Dr. Gul declined to comment when contacted by The Globe. For its part, The Specialist Referral Clinic insisted that its fees are justified for the work the doctors do.
Petar Glavacic also feels as if he paid a private clinic thousands of dollars for nothing. In his case, however, taxpayers, too, had to open their wallets.
His family doctor was retiring and Mr. Glavacic felt he needed a full physical, so he paid $2,200 to the False Creek Healthcare Centre in Vancouver, for an “executive health assessment.” He saw general physician Jan Venter, who referred him for a series of tests. Dr. Venter was supposed to send Mr. Glavacic what the clinic website calls a “detailed report” of his physical health.
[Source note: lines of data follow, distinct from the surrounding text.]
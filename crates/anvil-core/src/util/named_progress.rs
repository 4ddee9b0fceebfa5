use indicatif::{MultiProgress, ProgressBar, ProgressStyle};

/// Extension trait for creating named progress bars.
pub trait NamedProgress {
    /// Creates a progress bar style with a name label.
    fn named_bar(name: &str) -> Self;
}

impl NamedProgress for ProgressStyle {
    fn named_bar(name: &str) -> Self {
        let mut fmt = name.to_string();
        for _ in 0..(32 - name.len() as i64 - 1) {
            fmt += " ";
        }
        fmt +=
            "{wide_bar:40.cyan/blue} {pos:>3}/{len:<3} [{elapsed_precise} ({eta} remaining)] {msg}";
        ProgressStyle::default_bar()
            .template(&fmt)
            .unwrap_or(ProgressStyle::default_bar())
    }
}

/// Adds a named bar of length `len` to `progress`, if progress reporting is enabled.
pub fn named_bar(progress: Option<&MultiProgress>, name: &str, len: u64) -> Option<ProgressBar> {
    progress.map(|p| {
        let bar = p.add(ProgressBar::new(len));
        bar.set_style(ProgressStyle::named_bar(name));
        bar
    })
}
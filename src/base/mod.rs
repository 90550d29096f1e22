//! Foundation types for the completion resolver.
//!
//! This module provides fundamental types used throughout the crate:
//! - [`SourcePosition`], [`LineIndex`] - 1-based line/column conversion
//! - [`TextRange`], [`TextSize`] - Byte offsets into source text
//! - [`Annotated`] - Source fixtures with `^` cursor markers
//!
//! This module has NO dependencies on other semcc modules.

mod annotations;
mod span;

pub use annotations::Annotated;
pub use span::{LineIndex, SourcePosition, TextRange, TextSize};

// Re-export text-size types for convenience
pub use text_size;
That was a year ago – and, so far, he’s received nothing. “I just felt like they got my money and that was it,” says Mr. Glavacic. “I run my own business, and I would never treat someone like that.”
Provincial rules dictate that Mr. Glavacic should never have been charged at all, regardless of how his case turned out. Records show that the lab to which False Creek sends its patients billed the province $440 for the tests ordered by Dr. Venter. The rules say that, if and when a lab bills the public system, the doctor requesting the tests isn’t allowed to charge the patient for any related visits or treatment. Both Dr. Venter and the clinic declined to comment when contacted by The Globe.
Dr. Venter is another physician making a good living, through both public and private billing. Government records show that he charged the province $443,988 for his services last year – $200,000 more than the national average for GPs.
Mr. Glavacic’s case also highlights another potential problem with private clinics. Several family doctors say the facilities increasingly waste money on useless and possibly harmful tests. “I have had a couple of patients use those ‘executive medical’ services. What I see come back are reports of tests I either would have ordered as part of routine care … or I wouldn’t have ordered,” says Dr. Gary Bloch, who works at St. Michael’s Hospital in Toronto.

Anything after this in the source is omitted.